**TASK TO CARRY OUT**
Find and return every line of the data that contains the word "WordlistResource".

[Stored data entries]
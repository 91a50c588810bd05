//! Key derivation, key pairs and signatures
//!
//! This module provides BIP-32 style derivation of secp256k1 keys along a
//! fixed-depth path, and ECDSA signing with canonical low-S encoding.

pub mod derivation;
pub mod path;
mod private_key;
mod public_key;
mod signature;

pub use derivation::*;
pub use path::{is_hardened, parse_derivation_path, DerivationPath, HARDENED_BIT, PATH_DEPTH};
pub use private_key::*;
pub use public_key::*;
pub use signature::*;
//! Signer configuration
//!
//! Defaults suit the Cosmos Hub. Values can be overridden from JSON or from
//! `COSMOS_SIGNER_*` environment variables.

use serde::{Deserialize, Serialize};

use crate::account::DEFAULT_PREFIX;
use crate::crypto::keys::{DerivationPath, NonceMode, MASTER_KEY_MAX_ITERATIONS};
use crate::error::{Error, Result};

/// Default derivation path for Cosmos SDK accounts (coin type 118)
pub const DEFAULT_DERIVATION_PATH: &str = "m/44'/118'/0'/0/0";

/// Key derivation and signing configuration
#[derive(Debug, Clone, PartialEq, Eq, Serialize, Deserialize)]
#[serde(default)]
pub struct SignerConfig {
    /// Path used when deriving a wallet key from a mnemonic
    pub derivation_path: String,
    /// Bech32 prefix for account addresses
    pub address_prefix: String,
    /// Nonce selection used by wallet signing
    pub nonce_mode: NonceMode,
    /// Bound on master key re-hashing
    pub master_key_max_iterations: u32,
}

impl Default for SignerConfig {
    fn default() -> Self {
        Self {
            derivation_path: DEFAULT_DERIVATION_PATH.to_string(),
            address_prefix: DEFAULT_PREFIX.to_string(),
            nonce_mode: NonceMode::Deterministic,
            master_key_max_iterations: MASTER_KEY_MAX_ITERATIONS,
        }
    }
}

impl SignerConfig {
    /// Defaults overlaid with any `COSMOS_SIGNER_*` environment variables
    pub fn from_env() -> Result<Self> {
        let mut config = Self::default();

        if let Ok(path) = std::env::var("COSMOS_SIGNER_DERIVATION_PATH") {
            config.derivation_path = path;
        }
        if let Ok(prefix) = std::env::var("COSMOS_SIGNER_ADDRESS_PREFIX") {
            config.address_prefix = prefix;
        }
        if let Ok(mode) = std::env::var("COSMOS_SIGNER_NONCE_MODE") {
            config.nonce_mode = mode.parse()?;
        }
        if let Ok(limit) = std::env::var("COSMOS_SIGNER_MASTER_KEY_MAX_ITERATIONS") {
            config.master_key_max_iterations = limit.parse().map_err(|_| {
                Error::Config(format!("invalid master key iteration limit: {}", limit))
            })?;
        }

        config.validate()?;
        Ok(config)
    }

    /// Parse a JSON document; missing fields keep their defaults
    pub fn from_json(json: &str) -> Result<Self> {
        let config: Self =
            serde_json::from_str(json).map_err(|e| Error::Serialization(e.to_string()))?;
        config.validate()?;
        Ok(config)
    }

    pub fn validate(&self) -> Result<()> {
        self.path()?;
        if self.address_prefix.is_empty() {
            return Err(Error::Config("address prefix must not be empty".to_string()));
        }
        if self.master_key_max_iterations == 0 {
            return Err(Error::Config(
                "master key iteration limit must be at least 1".to_string(),
            ));
        }
        Ok(())
    }

    /// The configured derivation path, parsed
    pub fn path(&self) -> Result<DerivationPath> {
        self.derivation_path.parse()
    }
}
//! Mnemonic phrase validation, generation and seed derivation

use std::fmt;
use std::str::FromStr;

use rand::{rngs::OsRng, RngCore};
use sha2::Sha512;
use tracing::debug;
use zeroize::{Zeroize, ZeroizeOnDrop};

use super::wordlist::WordlistResource;
use crate::error::{Error, Result};

/// Length of a derived seed in bytes
pub const SEED_LENGTH: usize = 64;

/// PBKDF2 rounds used to stretch a mnemonic into a seed
pub const SEED_ITERATIONS: u32 = 2048;

const SALT_PREFIX: &str = "mnemonic";

/// Word counts accepted for a mnemonic phrase
pub const VALID_WORD_COUNTS: [usize; 5] = [12, 15, 18, 21, 24];

/// Supported mnemonic strengths
#[derive(Debug, Clone, Copy, PartialEq, Eq)]
pub enum MnemonicStrength {
    /// 12 words (128 bits)
    Words12,
    /// 15 words (160 bits)
    Words15,
    /// 18 words (192 bits)
    Words18,
    /// 21 words (224 bits)
    Words21,
    /// 24 words (256 bits)
    Words24,
}

impl MnemonicStrength {
    /// Get entropy length in bytes
    fn entropy_bytes(&self) -> usize {
        match self {
            Self::Words12 => 16,
            Self::Words15 => 20,
            Self::Words18 => 24,
            Self::Words21 => 28,
            Self::Words24 => 32,
        }
    }

    /// Number of words produced for this strength
    pub fn word_count(&self) -> usize {
        self.entropy_bytes() * 3 / 4
    }
}

/// A validated mnemonic phrase, normalized to single-space separated words
#[derive(Clone, PartialEq, Eq, Zeroize, ZeroizeOnDrop)]
pub struct Mnemonic {
    phrase: String,
    word_count: usize,
}

impl Mnemonic {
    /// The normalized phrase
    pub fn phrase(&self) -> &str {
        &self.phrase
    }

    /// Number of words, one of the valid mnemonic lengths
    pub fn word_count(&self) -> usize {
        self.word_count
    }

    /// Iterate over the words of the phrase
    pub fn words(&self) -> impl Iterator<Item = &str> {
        self.phrase.split(' ')
    }

    /// Derive the 64-byte seed for this mnemonic and passphrase
    pub fn to_seed(&self, passphrase: &str) -> Seed {
        derive_seed(self, passphrase)
    }
}

impl FromStr for Mnemonic {
    type Err = Error;

    fn from_str(s: &str) -> Result<Self> {
        validate_and_normalize(s)
    }
}

impl fmt::Display for Mnemonic {
    fn fmt(&self, f: &mut fmt::Formatter<'_>) -> fmt::Result {
        f.write_str(&self.phrase)
    }
}

impl fmt::Debug for Mnemonic {
    fn fmt(&self, f: &mut fmt::Formatter<'_>) -> fmt::Result {
        f.debug_struct("Mnemonic")
            .field("word_count", &self.word_count)
            .finish_non_exhaustive()
    }
}

/// A 64-byte seed derived from a mnemonic, wiped from memory on drop
#[derive(Clone, PartialEq, Eq, Zeroize, ZeroizeOnDrop)]
pub struct Seed([u8; SEED_LENGTH]);

impl Seed {
    pub fn as_bytes(&self) -> &[u8; SEED_LENGTH] {
        &self.0
    }
}

impl AsRef<[u8]> for Seed {
    fn as_ref(&self) -> &[u8] {
        &self.0
    }
}

impl fmt::Debug for Seed {
    fn fmt(&self, f: &mut fmt::Formatter<'_>) -> fmt::Result {
        f.write_str("Seed(..)")
    }
}

/// Validate a mnemonic phrase and normalize its whitespace.
///
/// Only the word count and wordlist membership are checked, the BIP39
/// checksum is not.
pub fn validate_and_normalize(phrase: &str) -> Result<Mnemonic> {
    let words: Vec<&str> = phrase.split_whitespace().collect();

    if !VALID_WORD_COUNTS.contains(&words.len()) {
        return Err(Error::InvalidMnemonicLength(words.len()));
    }

    let wordlist = WordlistResource::load();
    if let Some(unknown) = words.iter().find(|word| !wordlist.contains(word)) {
        return Err(Error::InvalidMnemonicWord(unknown.to_string()));
    }

    Ok(Mnemonic {
        phrase: words.join(" "),
        word_count: words.len(),
    })
}

/// Validate a mnemonic phrase
pub fn validate_mnemonic(phrase: &str) -> Result<bool> {
    validate_and_normalize(phrase).map(|_| true)
}

/// Derive a seed with PBKDF2-HMAC-SHA512 over the normalized phrase
pub fn derive_seed(mnemonic: &Mnemonic, passphrase: &str) -> Seed {
    let mut salt = String::with_capacity(SALT_PREFIX.len() + passphrase.len());
    salt.push_str(SALT_PREFIX);
    salt.push_str(passphrase);

    let mut seed = [0u8; SEED_LENGTH];
    pbkdf2::pbkdf2_hmac::<Sha512>(
        mnemonic.phrase().as_bytes(),
        salt.as_bytes(),
        SEED_ITERATIONS,
        &mut seed,
    );
    salt.zeroize();

    debug!(words = mnemonic.word_count(), "Derived seed from mnemonic");
    Seed(seed)
}

/// Generate a seed from a mnemonic phrase and optional passphrase
pub fn mnemonic_to_seed(phrase: &str, passphrase: Option<&str>) -> Result<Seed> {
    let mnemonic = validate_and_normalize(phrase)?;
    Ok(derive_seed(&mnemonic, passphrase.unwrap_or("")))
}

/// Generate a new random mnemonic phrase with the specified strength
pub fn generate_mnemonic(strength: MnemonicStrength) -> Result<Mnemonic> {
    let mut entropy = vec![0u8; strength.entropy_bytes()];
    OsRng.fill_bytes(&mut entropy);

    let generated = bip39::Mnemonic::from_entropy(&entropy)
        .map_err(|e| Error::Mnemonic(e.to_string()));
    entropy.zeroize();

    let mut phrase = generated?.to_string();
    let mnemonic = validate_and_normalize(&phrase);
    phrase.zeroize();
    mnemonic
}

**RESPONSE FOR THIS EXERCISE**
use super::wordlist::WordlistResource;
    let wordlist = WordlistResource::load();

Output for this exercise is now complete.